§ **Work request**
From the records, pick out and copy each line containing "trait".
--- Given entries ---
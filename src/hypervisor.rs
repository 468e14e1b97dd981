//! Hypervisor seam consumed by the lifecycle state machine.
//!
//! Every hypervisor-facing operation the driver performs goes through the
//! [`Hypervisor`] trait so the lifecycle logic can be exercised against a
//! scripted fake. The libvirt adapter implements it by opening a fresh
//! connection per call and releasing it before returning.

use std::fmt;

use thiserror::Error;

/// Power state the hypervisor reports for a defined domain.
///
/// This mirrors the hypervisor's own vocabulary; the driver-level
/// [`MachineState`](crate::driver::MachineState) is derived from it through a
/// fixed total mapping.
#[derive(Clone, Copy, Debug, Eq, PartialEq)]
pub enum PowerState {
    /// The domain is defined but has no state yet.
    NoState,
    /// The domain is running.
    Running,
    /// The domain is blocked on a resource.
    Blocked,
    /// The domain has been paused.
    Paused,
    /// The domain is in the process of shutting down.
    Shutdown,
    /// The domain is powered off.
    Shutoff,
    /// The domain has crashed.
    Crashed,
    /// The domain has been suspended to memory by power management.
    Suspended,
    /// A state value this driver does not recognise.
    Unknown,
}

/// Resource categories the hypervisor manages on the driver's behalf.
#[derive(Clone, Copy, Debug, Eq, PartialEq)]
pub enum ResourceKind {
    /// A compute domain.
    Domain,
    /// A virtual network.
    Network,
    /// A storage pool.
    StoragePool,
    /// A storage volume inside a pool.
    StorageVolume,
}

impl fmt::Display for ResourceKind {
    fn fmt(&self, f: &mut fmt::Formatter<'_>) -> fmt::Result {
        let label = match self {
            Self::Domain => "domain",
            Self::Network => "network",
            Self::StoragePool => "storage pool",
            Self::StorageVolume => "storage volume",
        };
        f.write_str(label)
    }
}

/// Errors raised at the hypervisor seam.
#[derive(Clone, Debug, Error, Eq, PartialEq)]
pub enum HypervisorError {
    /// Raised when the hypervisor management endpoint cannot be reached.
    #[error("cannot reach hypervisor: {message}")]
    Connection {
        /// Message reported while opening the connection.
        message: String,
    },
    /// Raised when an API call against an open connection fails.
    #[error("{operation}: {message}")]
    Api {
        /// Operation the driver was performing.
        operation: &'static str,
        /// Message reported by the hypervisor.
        message: String,
    },
    /// Raised when a named resource does not exist.
    #[error("{kind} '{name}' not found")]
    NotFound {
        /// Category of the missing resource.
        kind: ResourceKind,
        /// Name used for the lookup.
        name: String,
    },
    /// Raised when the hypervisor does not support the requested call.
    #[error("{operation} is not supported by this hypervisor")]
    Unsupported {
        /// Operation the hypervisor rejected.
        operation: &'static str,
    },
}

impl HypervisorError {
    /// Returns `true` when the error reports a missing resource.
    #[must_use]
    pub const fn is_not_found(&self) -> bool {
        matches!(self, Self::NotFound { .. })
    }

    /// Returns `true` when the error reports an unsupported capability.
    #[must_use]
    pub const fn is_unsupported(&self) -> bool {
        matches!(self, Self::Unsupported { .. })
    }
}

/// Operations the driver needs from a hypervisor.
///
/// Implementations open whatever handles they need per call and release them
/// before returning; no handle survives across calls.
pub trait Hypervisor {
    /// Returns the hypervisor library version as an encoded number
    /// (`major * 1_000_000 + minor * 1_000 + release`).
    ///
    /// # Errors
    ///
    /// Returns [`HypervisorError::Connection`] when the endpoint is
    /// unreachable.
    fn library_version(&self) -> Result<u64, HypervisorError>;

    /// Defines a domain from rendered XML without starting it.
    ///
    /// # Errors
    ///
    /// Returns [`HypervisorError`] when the definition is rejected.
    fn define_domain(&self, xml: &str) -> Result<(), HypervisorError>;

    /// Removes the named domain's definition.
    ///
    /// # Errors
    ///
    /// Returns [`HypervisorError::NotFound`] when the domain does not exist.
    fn undefine_domain(&self, name: &str) -> Result<(), HypervisorError>;

    /// Powers on the named domain.
    ///
    /// # Errors
    ///
    /// Returns [`HypervisorError`] when the domain is missing or the power-on
    /// call fails.
    fn start_domain(&self, name: &str) -> Result<(), HypervisorError>;

    /// Requests a graceful shutdown of the named domain.
    ///
    /// # Errors
    ///
    /// Returns [`HypervisorError`] when the domain is missing or the request
    /// fails.
    fn shutdown_domain(&self, name: &str) -> Result<(), HypervisorError>;

    /// Forcibly destroys the named domain regardless of its state.
    ///
    /// # Errors
    ///
    /// Returns [`HypervisorError`] when the domain is missing or the destroy
    /// call fails.
    fn destroy_domain(&self, name: &str) -> Result<(), HypervisorError>;

    /// Reports the named domain's power state.
    ///
    /// # Errors
    ///
    /// Returns [`HypervisorError::NotFound`] when the domain does not exist.
    fn domain_power_state(&self, name: &str) -> Result<PowerState, HypervisorError>;

    /// Lists the addresses the hypervisor knows for the named domain's
    /// interfaces, as reported by its lease records.
    ///
    /// # Errors
    ///
    /// Returns [`HypervisorError::Unsupported`] when the hypervisor predates
    /// the interface-address query.
    fn domain_interface_addresses(&self, name: &str) -> Result<Vec<String>, HypervisorError>;

    /// Reports whether the named network is active.
    ///
    /// # Errors
    ///
    /// Returns [`HypervisorError::NotFound`] when the network does not exist.
    fn network_is_active(&self, name: &str) -> Result<bool, HypervisorError>;

    /// Defines a network from rendered XML without activating it.
    ///
    /// # Errors
    ///
    /// Returns [`HypervisorError`] when the definition is rejected.
    fn define_network(&self, xml: &str) -> Result<(), HypervisorError>;

    /// Flags the named network for automatic activation on host restart.
    ///
    /// # Errors
    ///
    /// Returns [`HypervisorError::NotFound`] when the network does not exist.
    fn set_network_autostart(&self, name: &str, autostart: bool) -> Result<(), HypervisorError>;

    /// Activates the named network.
    ///
    /// # Errors
    ///
    /// Returns [`HypervisorError`] when the network is missing or activation
    /// fails.
    fn activate_network(&self, name: &str) -> Result<(), HypervisorError>;

    /// Deactivates the named network.
    ///
    /// # Errors
    ///
    /// Returns [`HypervisorError`] when the network is missing or the call
    /// fails.
    fn destroy_network(&self, name: &str) -> Result<(), HypervisorError>;

    /// Removes the named network's definition.
    ///
    /// # Errors
    ///
    /// Returns [`HypervisorError::NotFound`] when the network does not exist.
    fn undefine_network(&self, name: &str) -> Result<(), HypervisorError>;

    /// Allocates a volume inside the named pool from rendered XML.
    ///
    /// # Errors
    ///
    /// Returns [`HypervisorError::NotFound`] when the pool does not exist, or
    /// [`HypervisorError::Api`] when allocation fails.
    fn create_volume(&self, pool: &str, xml: &str) -> Result<(), HypervisorError>;

    /// Writes `payload` at offset zero of the named volume.
    ///
    /// # Errors
    ///
    /// Returns [`HypervisorError`] when the pool or volume is missing or the
    /// upload fails.
    fn upload_volume(&self, pool: &str, volume: &str, payload: &[u8])
    -> Result<(), HypervisorError>;

    /// Deletes the named volume from the named pool.
    ///
    /// # Errors
    ///
    /// Returns [`HypervisorError::NotFound`] when the pool or volume does not
    /// exist.
    fn delete_volume(&self, pool: &str, volume: &str) -> Result<(), HypervisorError>;
}

#[cfg(test)]
mod tests {
    use super::*;

    #[test]
    fn not_found_predicate_matches_only_not_found() {
        let missing = HypervisorError::NotFound {
            kind: ResourceKind::Network,
            name: String::from("default"),
        };
        assert!(missing.is_not_found());
        assert!(!missing.is_unsupported());

        let api = HypervisorError::Api {
            operation: "defining domain",
            message: String::from("boom"),
        };
        assert!(!api.is_not_found());
    }

    #[test]
    fn resource_kind_labels_are_human_readable() {
        assert_eq!(ResourceKind::StoragePool.to_string(), "storage pool");
        assert_eq!(ResourceKind::Domain.to_string(), "domain");
    }
}
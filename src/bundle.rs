//! Boot payload injected into the machine's disk before first boot.
//!
//! The guest image's init system scans the start of the disk for a tar
//! archive whose first entry is the [`BOOT_MAGIC`] sentinel; finding it, the
//! guest formats the disk and installs the bundled `authorized_keys`, which
//! is how the driver's SSH key ends up accepted by a freshly created
//! machine.

use std::fs;
use std::os::unix::fs::PermissionsExt;

use camino::Utf8Path;
use rand_core::OsRng;
use ssh_key::{Algorithm, LineEnding, PrivateKey};
use thiserror::Error;

/// Sentinel the guest scans for to decide whether to auto-configure.
///
/// Used both as the first entry's file name and as its content.
pub const BOOT_MAGIC: &str = "boot2docker, please format-me";

/// Errors raised while building the cert bundle.
#[derive(Debug, Error)]
pub enum BundleError {
    /// Raised when SSH key generation fails.
    #[error("generating ssh key at {path}: {message}")]
    KeyGenerate {
        /// Target path of the private key.
        path: String,
        /// Underlying failure.
        message: String,
    },
    /// Raised when the public key cannot be read back.
    #[error("reading ssh public key {path}: {message}")]
    KeyRead {
        /// Path of the public key file.
        path: String,
        /// Underlying failure.
        message: String,
    },
    /// Raised when writing an archive entry fails.
    #[error("archiving cert bundle entry '{entry}': {message}")]
    Archive {
        /// Entry being written.
        entry: &'static str,
        /// Underlying failure.
        message: String,
    },
}

/// Generates an SSH key pair at `key_path` unless one already exists.
///
/// The private key is written with mode 0600; the public key next to it with
/// a `.pub` suffix. Key generation happens once per machine, so an existing
/// key is left untouched.
///
/// # Errors
///
/// Returns [`BundleError::KeyGenerate`] when the key cannot be produced or
/// written.
pub fn generate_ssh_key(key_path: &Utf8Path) -> Result<(), BundleError> {
    if key_path.exists() {
        tracing::debug!(path = %key_path, "ssh key already present");
        return Ok(());
    }
    let fail = |message: String| BundleError::KeyGenerate {
        path: key_path.to_string(),
        message,
    };

    if let Some(parent) = key_path.parent() {
        fs::create_dir_all(parent).map_err(|err| fail(err.to_string()))?;
    }

    let private = PrivateKey::random(&mut OsRng, Algorithm::Ed25519)
        .map_err(|err| fail(err.to_string()))?;
    let encoded = private
        .to_openssh(LineEnding::LF)
        .map_err(|err| fail(err.to_string()))?;
    fs::write(key_path, encoded.as_bytes()).map_err(|err| fail(err.to_string()))?;
    fs::set_permissions(key_path, fs::Permissions::from_mode(0o600))
        .map_err(|err| fail(err.to_string()))?;

    let public = private
        .public_key()
        .to_openssh()
        .map_err(|err| fail(err.to_string()))?;
    fs::write(format!("{key_path}.pub"), format!("{public}\n"))
        .map_err(|err| fail(err.to_string()))?;

    tracing::debug!(path = %key_path, "generated ssh key pair");
    Ok(())
}

/// Builds the cert bundle archive for the machine keyed at `key_path`.
///
/// The archive holds, in fixed order: the sentinel file (name and content
/// both [`BOOT_MAGIC`]), a `.ssh` directory entry with mode 0700, and
/// `.ssh/authorized_keys` (mode 0644) containing the public key bytes.
/// Regenerated on every create; the driver never reads it back.
///
/// # Errors
///
/// Returns [`BundleError`] when key generation, the public key read, or an
/// archive write fails.
pub fn build(key_path: &Utf8Path) -> Result<Vec<u8>, BundleError> {
    generate_ssh_key(key_path)?;

    let public_path = format!("{key_path}.pub");
    let public_key = fs::read(&public_path).map_err(|err| BundleError::KeyRead {
        path: public_path,
        message: err.to_string(),
    })?;

    let mut archive = tar::Builder::new(Vec::new());

    let mut sentinel = tar::Header::new_gnu();
    sentinel.set_mode(0o644);
    sentinel.set_size(BOOT_MAGIC.len() as u64);
    archive
        .append_data(&mut sentinel, BOOT_MAGIC, BOOT_MAGIC.as_bytes())
        .map_err(|err| archive_error("sentinel", &err))?;

    let mut ssh_dir = tar::Header::new_gnu();
    ssh_dir.set_entry_type(tar::EntryType::Directory);
    ssh_dir.set_mode(0o700);
    ssh_dir.set_size(0);
    archive
        .append_data(&mut ssh_dir, ".ssh", std::io::empty())
        .map_err(|err| archive_error(".ssh", &err))?;

    let mut authorized = tar::Header::new_gnu();
    authorized.set_mode(0o644);
    authorized.set_size(public_key.len() as u64);
    archive
        .append_data(&mut authorized, ".ssh/authorized_keys", public_key.as_slice())
        .map_err(|err| archive_error(".ssh/authorized_keys", &err))?;

    archive
        .into_inner()
        .map_err(|err| archive_error("finish", &err))
}

fn archive_error(entry: &'static str, err: &std::io::Error) -> BundleError {
    BundleError::Archive {
        entry,
        message: err.to_string(),
    }
}
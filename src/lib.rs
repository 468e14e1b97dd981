//! Machine-lifecycle driver for KVM.
//!
//! The crate exposes a driver contract for host-provisioning tools
//! ([`MachineDriver`]) and a KVM implementation that owns the lifecycle
//! state machine (create → start → poll for an address → wait for SSH →
//! stop/remove), its templated hypervisor resources, and the IP-discovery
//! protocol that bridges VM boot to SSH reachability.
//!
//! Hypervisor access goes through the [`Hypervisor`] seam; the libvirt
//! adapter behind the default-on `libvirt` cargo feature implements it over
//! `qemu:///system`. Everything above the seam builds and tests without the
//! libvirt C library (`--no-default-features`).

pub mod bundle;
pub mod config;
pub mod discovery;
pub mod driver;
pub mod hypervisor;
pub mod image;
pub mod kvm;
#[cfg(feature = "libvirt")]
pub mod libvirt;
pub mod network;
pub mod store;
pub mod test_support;
pub mod xml;

pub use config::DriverConfig;
pub use driver::{
    DriverFuture, MachineConfig, MachineConfigBuilder, MachineDriver, MachineState,
};
pub use hypervisor::{Hypervisor, HypervisorError, PowerState};
pub use kvm::{KvmDriver, KvmDriverError, SshProbe, TcpProbe, TeardownOutcome, TeardownReport};
#[cfg(feature = "libvirt")]
pub use libvirt::LibvirtHypervisor;
pub use store::{MachineStore, StoreError};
---
§ **Written answer**
//! [`Hypervisor`] trait so the lifecycle logic can be exercised against a
pub trait Hypervisor {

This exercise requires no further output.